How Does This System Work?

The script performs three main tasks:

  1. Configuration Loading: Through a config.yml file, we define:

    • The language model access key (API Key)
    • The model to use (e.g., llama3-70b)
    • Source and target directories
    • Which fields to translate (e.g., title, description, or even nested fields like installs.name)
  2. Frontmatter Translation: This is the header section of Markdown files containing key properties like title, categories, or tags. The translation is done field-by-field, ensuring:

    • No content invention
    • Format preservation
    • Proper handling of lists or nested fields when specified
  3. Content Body Translation: The main article text is translated while respecting Markdown formatting, links, lists, and code blocks.
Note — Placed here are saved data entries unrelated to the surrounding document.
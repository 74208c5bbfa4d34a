//! Jupyter notebook code-cell extraction.

use serde_json::Value;

use super::{Extractor, Strategy};
use crate::types::{AutodocError, Categories, Result, SourceUnit, StructuralSummary};

const CELL_SEPARATOR: &str = "\n\n";

/// Concatenate the code cells of a notebook document.
///
/// Cells are joined with a blank line in document order and the result is
/// trimmed. A blank document yields an empty string; anything else that is
/// not JSON is a parse error. Both the nbformat 4 `cells` layout and the
/// older `worksheets[].cells[].input` layout are read.
pub fn notebook_code(path: &str, content: &str) -> Result<String> {
    if content.trim().is_empty() {
        return Ok(String::new());
    }

    let doc: Value = serde_json::from_str(content)
        .map_err(|e| AutodocError::parse(path, format!("Invalid notebook JSON: {}", e)))?;

    let cells: Vec<&Value> = match doc.get("cells").and_then(Value::as_array) {
        Some(cells) => cells.iter().collect(),
        None => doc
            .get("worksheets")
            .and_then(Value::as_array)
            .into_iter()
            .flatten()
            .filter_map(|ws| ws.get("cells").and_then(Value::as_array))
            .flatten()
            .collect(),
    };

    let code = cells
        .into_iter()
        .filter(|cell| cell.get("cell_type").and_then(Value::as_str) == Some("code"))
        .filter_map(|cell| cell.get("source").or_else(|| cell.get("input")))
        .map(cell_text)
        .collect::<Vec<_>>()
        .join(CELL_SEPARATOR);

    Ok(code.trim().to_string())
}

/// Cell source is either one string or a list of line strings.
fn cell_text(source: &Value) -> String {
    match source {
        Value::String(s) => s.clone(),
        Value::Array(lines) => lines.iter().filter_map(Value::as_str).collect(),
        _ => String::new(),
    }
}

/// Notebook path: code cells become the summary text, categories stay empty.
#[derive(Debug, Default, Clone, Copy)]
pub struct NotebookExtractor;

impl Extractor for NotebookExtractor {
    fn summarize(&self, unit: &SourceUnit) -> Result<StructuralSummary> {
        let code = notebook_code(&unit.path, &unit.content)?;
        Ok(StructuralSummary::from_parts(
            &unit.path,
            unit.language,
            code,
            Categories::new(),
        ))
    }

    fn strategy(&self) -> Strategy {
        Strategy::Notebook
    }
}
//! Documentation viewpoints.

/// A fixed documentation viewpoint: who the text is for and what it stresses.
#[derive(Debug, Clone, PartialEq, Eq)]
pub struct Persona {
    name: String,
    framing: String,
}

const ARCHITECT_FRAMING: &str = "You are a software architect with expertise in multiple \
programming languages. Your job is to analyze the structure, architecture, and design decisions \
in the given code. Provide high-level insights like how components are organized, design \
patterns used, responsibilities of modules, and relationships between classes, functions, \
interfaces, traits, or other language-specific constructs. Consider language-specific \
architectural patterns and best practices. Avoid diving too deep into implementation details.";

const DEVELOPER_FRAMING: &str = "You are a senior software developer with expertise in multiple \
programming languages. Your goal is to explain the logic and flow of the code at a technical \
level. Focus on how functions work, class responsibilities, input/output behavior, and any edge \
cases. Explain how the components interact and mention relevant libraries or APIs used. \
Consider language-specific features, syntax, and conventions. Avoid overly high-level or \
overly simplified descriptions.";

const USER_FRAMING: &str = "You are a helpful assistant explaining code in multiple programming \
languages to someone with basic or no programming knowledge. Summarize what the code is trying \
to do in simple language. Avoid technical jargon. Use analogies or everyday language when \
possible. Mention the programming language being used and explain any language-specific \
concepts in simple terms. The goal is to make the code understandable to non-developers or \
beginners.";

impl Persona {
    pub fn new(name: impl Into<String>, framing: impl Into<String>) -> Self {
        Self {
            name: name.into(),
            framing: framing.into(),
        }
    }

    /// Structure, design patterns, module responsibilities
    pub fn architect() -> Self {
        Self::new("Architect Agent", ARCHITECT_FRAMING)
    }

    /// Logic, control flow, inputs/outputs, edge cases
    pub fn developer() -> Self {
        Self::new("Developer Agent", DEVELOPER_FRAMING)
    }

    /// Plain-language summary for non-programmers
    pub fn user() -> Self {
        Self::new("User Agent", USER_FRAMING)
    }

    pub fn name(&self) -> &str {
        &self.name
    }

    pub fn framing(&self) -> &str {
        &self.framing
    }
}

/// The three built-in personas, in evaluation order.
pub fn default_personas() -> Vec<Persona> {
    vec![Persona::architect(), Persona::developer(), Persona::user()]
}

#[cfg(test)]
mod tests {
    use super::*;

    #[test]
    fn test_default_order_and_names() {
        let names: Vec<_> = default_personas()
            .iter()
            .map(|p| p.name().to_string())
            .collect();
        assert_eq!(names, vec!["Architect Agent", "Developer Agent", "User Agent"]);
    }

    #[test]
    fn test_framings_are_distinct() {
        let personas = default_personas();
        assert!(personas[0].framing().contains("architect"));
        assert!(personas[1].framing().contains("edge cases"));
        assert!(personas[2].framing().contains("non-developers"));
        assert!(!personas[0].framing().contains("  "));
    }
}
Specific rules maintain links and proper nouns like “OfiLibre” untranslated.

Tools Used

  • Python: The scripting language
  • frontmatter: Library for reading/writing Markdown files with metadata
  • langchain and langchain_groq: For easy connection to the LLM hosted on Groq (a platform optimized for fast LLM execution)
  • tqdm: For displaying translation progress
  • yaml: For reading .yml configuration files

Usage Instructions

Configure the config.yml file, for example:

GROQ_API_KEY: "your_api_key"
MODEL_NAME: "moonshotai/kimi-k2-instruct"
SOURCE_DIR: "content/spanish/guides"
TARGET_DIR: "content/english/guides"
fields:
  - title
  - description
  - categories
  - tags

Run the script with Python:

python3 translator.py

The script will:

  • Read all .md files from the source directory
  • Translate specified fields in the frontmatter
  • Translate content while preserving formatting
  • Save translated files to the target directory
  • Additionally, if any file includes a translate: false field, the script automatically skips it.

Results

This process allowed us to translate dozens of files with high fidelity, minimizing human errors while maintaining the website’s technical style. Each translated file includes an initial note stating it’s an automated translation, so visitors are aware.

To see code details, visit this repository, specifically the /automatizacion/traduccion-llm/ directory.